# Nic Salts in Cape Town



## Spyro (4/9/18)

Does anyone know any walk in stores in Cape Town that sell NIC salts for DIY?

I'm struggling to find any.

Reactions: Like 2


----------



## Spyro (4/9/18)

Cape Town only please.

Reactions: Like 1


----------



## Raindance (4/9/18)

I think BLCK may be opening a store here soon. Sure they will have.

Maybe somebody can confirm this?

Regards

Reactions: Like 1


----------



## Faiyaz Cheulkar (4/9/18)

Spyro said:


> Does anyone know any walk in stores in Cape Town that sell NIC salts for DIY?
> 
> I'm struggling to find any.


I am guessing u already tried vape cartel in Claremont.

Reactions: Like 1


----------



## Spyro (4/9/18)

Faiyaz Cheulkar said:


> I am guessing u already tried vape cartel in Claremont.





Raindance said:


> I think BLCK may be opening a store here soon. Sure they will have.
> 
> Maybe somebody can confirm this?
> 
> Regards




Can't find any on their website and I need before Saturday so Blck is out.

Reactions: Like 1


----------



## veecee (4/9/18)

if you order today, wont you get it by friday? not sure how long deliveries take to cape town (sorry)

Reactions: Like 1


----------



## franshorn (4/9/18)

You should most likely get it by Friday if you order tonight still. 
My money is on it that you get it Thursday already

Sent from my ANE-LX1 using Tapatalk

Reactions: Like 1 | Agree 2


----------



## Spyro (4/9/18)

veecee said:


> if you order today, wont you get it by friday? not sure how long deliveries take to cape town (sorry)
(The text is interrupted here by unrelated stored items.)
use async_trait::async_trait;
use std::collections::HashMap;
use std::sync::{Mutex, PoisonError};

use crate::provider::StorageProvider;

/// Blobs held in process memory.
#[derive(Debug, Default)]
pub struct MemoryStorageProvider {
    blobs: Mutex<HashMap<String, Vec<u8>>>,
}

impl MemoryStorageProvider {
    pub fn new() -> Self {
        Self::default()
    }

    pub fn len(&self) -> usize {
        self.blobs
            .lock()
            .unwrap_or_else(PoisonError::into_inner)
            .len()
    }

    pub fn is_empty(&self) -> bool {
        self.len() == 0
    }

    /// Flip one byte of a stored blob.
    pub fn corrupt(&self, key: &str) -> bool {
        let mut blobs = self.blobs.lock().unwrap_or_else(PoisonError::into_inner);
        match blobs.get_mut(key).and_then(|b| b.first_mut()) {
            Some(byte) => {
                *byte ^= 0xff;
                true
            }
            None => false,
        }
    }
}

#[async_trait]
impl StorageProvider for MemoryStorageProvider {
    async fn put_blob(&self, key: &str, data: &[u8]) -> anyhow::Result<()> {
        self.blobs
            .lock()
            .unwrap_or_else(PoisonError::into_inner)
            .insert(key.to_string(), data.to_vec());
        Ok(())
    }

    async fn get_blob(&self, key: &str) -> anyhow::Result<Vec<u8>> {
        self.blobs
            .lock()
            .unwrap_or_else(PoisonError::into_inner)
            .get(key)
            .cloned()
            .ok_or_else(|| anyhow::anyhow!("blob {key} not found"))
    }

    async fn delete_blob(&self, key: &str) -> anyhow::Result<()> {
        self.blobs
            .lock()
            .unwrap_or_else(PoisonError::into_inner)
            .remove(key);
        Ok(())
    }

    async fn blob_exists(&self, key: &str) -> anyhow::Result<bool> {
        Ok(self
            .blobs
            .lock()
            .unwrap_or_else(PoisonError::into_inner)
            .contains_key(key))
    }

    async fn test_connection(&self) -> anyhow::Result<()> {
        Ok(())
    }

    fn name(&self) -> &str {
        "memory"
    }
}

#[cfg(test)]
mod tests {
    use super::*;

    #[tokio::test]
    async fn put_get_delete() {
        let provider = MemoryStorageProvider::new();
        provider.put_blob("a", b"sealed").await.unwrap();
        assert_eq!(provider.get_blob("a").await.unwrap(), b"sealed");
        assert!(provider.corrupt("a"));
        assert_ne!(provider.get_blob("a").await.unwrap(), b"sealed");

        provider.delete_blob("a").await.unwrap();
        provider.delete_blob("a").await.unwrap();
        assert!(provider.get_blob("a").await.is_err());
        assert!(provider.is_empty());
    }
}
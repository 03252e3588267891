use std::sync::Arc;
use std::time::Duration;
use tokio::task::JoinHandle;
use tracing::debug;

use crate::node::NodeHealth;
use crate::topology::Topology;
use crate::transport::ReplicaTransport;

/// Ping every replica that is not Healthy; a successful ping makes it
/// Healthy again so propagation resumes. Failed pings leave its state alone.
pub async fn probe_once(
    topology: &Topology,
    transport: &dyn ReplicaTransport,
    timeout: Duration,
) {
    let suspects: Vec<_> = topology
        .replicas()
        .filter(|n| topology.health(n.id) != NodeHealth::Healthy)
        .cloned()
        .collect();

    for node in suspects {
        match tokio::time::timeout(timeout, transport.ping(&node)).await {
            Ok(Ok(())) => topology.record_success(node.id),
            Ok(Err(e)) => debug!(node = node.id, error = %e, "health probe failed"),
            Err(_) => debug!(node = node.id, "health probe timed out"),
        }
    }
}

/// Run [`probe_once`] every `interval` until the handle is aborted.
pub fn spawn_health_probe(
    topology: Arc<Topology>,
    transport: Arc<dyn ReplicaTransport>,
    interval: Duration,
    timeout: Duration,
) -> JoinHandle<()> {
    tokio::spawn(async move {
        let mut ticker = tokio::time::interval(interval);
        ticker.set_missed_tick_behavior(tokio::time::MissedTickBehavior::Delay);
        loop {
            ticker.tick().await;
            probe_once(&topology, transport.as_ref(), timeout).await;
        }
    })
}
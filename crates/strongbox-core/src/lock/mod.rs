//! Per-resource shared/exclusive locking.
//!
//! Every resource key maps to a fair `tokio::sync::RwLock`. Slots are
//! created on first use and removed again once no holder or waiter
//! references them, so the table only grows with live contention.

use chrono::{DateTime, Utc};
use serde::{Deserialize, Serialize};
use std::collections::HashMap;
use std::fmt;
use std::sync::{Arc, Mutex, PoisonError};
use std::time::{Duration, Instant};
use tokio::sync::{OwnedRwLockReadGuard, OwnedRwLockWriteGuard, RwLock};

use crate::error::{Result, StoreError};
use crate::types::ResourceKey;

#[derive(Debug, Clone, Copy, PartialEq, Eq, Hash, PartialOrd, Ord, Serialize, Deserialize)]
#[serde(rename_all = "lowercase")]
pub enum LockMode {
    Shared,
    Exclusive,
}

impl fmt::Display for LockMode {
    fn fmt(&self, f: &mut fmt::Formatter<'_>) -> fmt::Result {
        match self {
            LockMode::Shared => write!(f, "shared"),
            LockMode::Exclusive => write!(f, "exclusive"),
        }
    }
}

type Slot = Arc<RwLock<()>>;

#[derive(Default)]
struct LockTable {
    slots: Mutex<HashMap<ResourceKey, Slot>>,
}

impl LockTable {
    fn slot(&self, key: &ResourceKey) -> Slot {
        let mut slots = self.slots.lock().unwrap_or_else(PoisonError::into_inner);
        slots.entry(key.clone()).or_default().clone()
    }

    /// Drop the slot if the table holds the last reference to it.
    fn reap(&self, key: &ResourceKey) {
        let mut slots = self.slots.lock().unwrap_or_else(PoisonError::into_inner);
        if slots
            .get(key)
            .is_some_and(|slot| Arc::strong_count(slot) == 1)
        {
            slots.remove(key);
        }
    }

    fn len(&self) -> usize {
        self.slots
            .lock()
            .unwrap_or_else(PoisonError::into_inner)
            .len()
    }
}

enum Guard {
    Shared(#[allow(dead_code)] OwnedRwLockReadGuard<()>),
    Exclusive(#[allow(dead_code)] OwnedRwLockWriteGuard<()>),
}

/// Grants shared/exclusive access per resource key.
#[derive(Clone, Default)]
pub struct LockManager {
    table: Arc<LockTable>,
}

impl LockManager {
    pub fn new() -> Self {
        Self::default()
    }

    /// Wait up to `timeout` for `mode` access to `key`.
    ///
    /// On timeout nothing is held and `StoreError::LockTimeout` is returned.
    pub async fn acquire(
        &self,
        key: &ResourceKey,
        mode: LockMode,
        holder: &str,
        timeout: Duration,
    ) -> Result<LockHandle> {
        let started = Instant::now();
        let slot = self.table.slot(key);

        let guard = match mode {
            LockMode::Shared => tokio::time::timeout(timeout, slot.read_owned())
                .await
                .map(Guard::Shared),
            LockMode::Exclusive => tokio::time::timeout(timeout, slot.write_owned())
                .await
                .map(Guard::Exclusive),
        };

        match guard {
            Ok(guard) => {
                tracing::debug!(resource = %key, %mode, holder, "lock acquired");
                Ok(LockHandle {
                    key: key.clone(),
                    mode,
                    holder: holder.to_string(),
                    acquired_at: Utc::now(),
                    guard: Some(guard),
                    table: self.table.clone(),
                })
            }
            Err(_) => {
                self.table.reap(key);
                let waited_ms = started.elapsed().as_millis() as u64;
                tracing::debug!(resource = %key, %mode, holder, waited_ms, "lock timed out");
                Err(StoreError::LockTimeout {
                    resource: key.to_string(),
                    mode,
                    waited_ms,
                })
            }
        }
    }

    /// Acquire several locks under one deadline, in `ResourceKey` order.
    ///
    /// Duplicate keys collapse to the strongest requested mode. If any
    /// acquisition times out, the locks taken so far are released.
    pub async fn acquire_all(
        &self,
        requests: impl IntoIterator<Item = (ResourceKey, LockMode)>,
        holder: &str,
        timeout: Duration,
    ) -> Result<LockSet> {
        let mut wanted: Vec<(ResourceKey, LockMode)> = Vec::new();
        for (key, mode) in requests {
            match wanted.iter_mut().find(|(k, _)| *k == key) {
                Some(existing) => existing.1 = existing.1.max(mode),
                None => wanted.push((key, mode)),
            }
        }
        wanted.sort_by(|a, b| a.0.cmp(&b.0));

        let deadline = Instant::now() + timeout;
        let mut handles = Vec::with_capacity(wanted.len());
        for (key, mode) in wanted {
            let remaining = deadline.saturating_duration_since(Instant::now());
            // Dropping `handles` on the error path releases what was taken.
            handles.push(self.acquire(&key, mode, holder, remaining).await?);
        }
        Ok(LockSet { handles })
    }

    /// Number of resource keys currently held or waited on.
    pub fn active_keys(&self) -> usize {
        self.table.len()
    }
}

/// Proof of a granted lock. Released on drop or by [`LockHandle::release`].
pub struct LockHandle {
    key: ResourceKey,
    mode: LockMode,
    holder: String,
    acquired_at: DateTime<Utc>,
    guard: Option<Guard>,
    table: Arc<LockTable>,
}

impl LockHandle {
    pub fn key(&self) -> &ResourceKey {
        &self.key
    }

    pub fn mode(&self) -> LockMode {
        self.mode
    }

    pub fn holder(&self) -> &str {
        &self.holder
    }

    pub fn acquired_at(&self) -> DateTime<Utc> {
        self.acquired_at
    }

    /// Release explicitly. Consumes the handle, so it can happen only once.
    pub fn release(mut self) {
        self.release_inner();
    }

    fn release_inner(&mut self) {
        if let Some(guard) = self.guard.take() {
            drop(guard);
            self.table.reap(&self.key);
            tracing::debug!(resource = %self.key, mode = %self.mode, holder = %self.holder, "lock released");
        }
    }
}

impl Drop for LockHandle {
    fn drop(&mut self) {
        self.release_inner();
    }
}

impl fmt::Debug for LockHandle {
    fn fmt(&self, f: &mut fmt::Formatter<'_>) -> fmt::Result {
        f.debug_struct("LockHandle")
            .field("key", &self.key)
            .field("mode", &self.mode)
            .field("holder", &self.holder)
            .field("acquired_at", &self.acquired_at)
            .finish()
    }
}

/// Locks taken together by [`LockManager::acquire_all`], released together.
#[derive(Debug)]
pub struct LockSet {
    handles: Vec<LockHandle>,
}

impl LockSet {
    pub fn handles(&self) -> &[LockHandle] {
        &self.handles
    }

    pub fn release(self) {
        // Reverse acquisition order.
        for handle in self.handles.into_iter().rev() {
            handle.release();
        }
    }
}
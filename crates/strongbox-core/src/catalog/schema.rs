use rusqlite::Connection;

use crate::error::Result;

/// Run all migrations on the catalog database.
pub fn migrate(conn: &Connection) -> Result<()> {
    conn.execute_batch(
        "
        PRAGMA journal_mode=WAL;
        PRAGMA foreign_keys=ON;

        CREATE TABLE IF NOT EXISTS containers (
            path        TEXT PRIMARY KEY,
            tags        TEXT NOT NULL DEFAULT '{}',
            settings    TEXT NOT NULL DEFAULT '{}',
            created_at  TEXT NOT NULL
        );

        -- Renaming a container moves its objects through ON UPDATE CASCADE.
        CREATE TABLE IF NOT EXISTS objects (
            container   TEXT NOT NULL
                        REFERENCES containers(path) ON UPDATE CASCADE ON DELETE RESTRICT,
            object_key  TEXT NOT NULL,
            size        INTEGER NOT NULL,
            etag        TEXT NOT NULL,
            tags        TEXT NOT NULL DEFAULT '{}',
            cipher      TEXT NOT NULL,
            key_id      TEXT NOT NULL,
            nonce       BLOB NOT NULL,
            storage_key TEXT NOT NULL,
            created_at  TEXT NOT NULL,
            modified_at TEXT NOT NULL,
            PRIMARY KEY (container, object_key)
        );

        -- Highest primary sequence applied per resource key on a replica.
        -- Rows outlive the resource so a late write cannot resurrect it.
        CREATE TABLE IF NOT EXISTS applied_sequences (
            resource    TEXT PRIMARY KEY,
            sequence    INTEGER NOT NULL
        );
        ",
    )?;
    Ok(())
}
If I have to I will, but R100 shipping for a R150 bottle of nicsalts seems foolish to me.

Reactions: Like 1


----------



## veecee (4/9/18)

Spyro said:


> If I have to I will, but R100 shipping for a R150 bottle of nicsalts seems foolish to me.



oh right - forgot about that. soz.

Reactions: Like 1


----------



## Bulldog (4/9/18)

franshorn said:


> You should most likely get it by Friday if you order tonight still.
> My money is on it that you get it Thursday already
> 
> Sent from my ANE-LX1 using Tapatalk


If you order before 10 tomorrow (some as late as 1) you will definitely get it on Thursday morning if overnight shipping is chosen.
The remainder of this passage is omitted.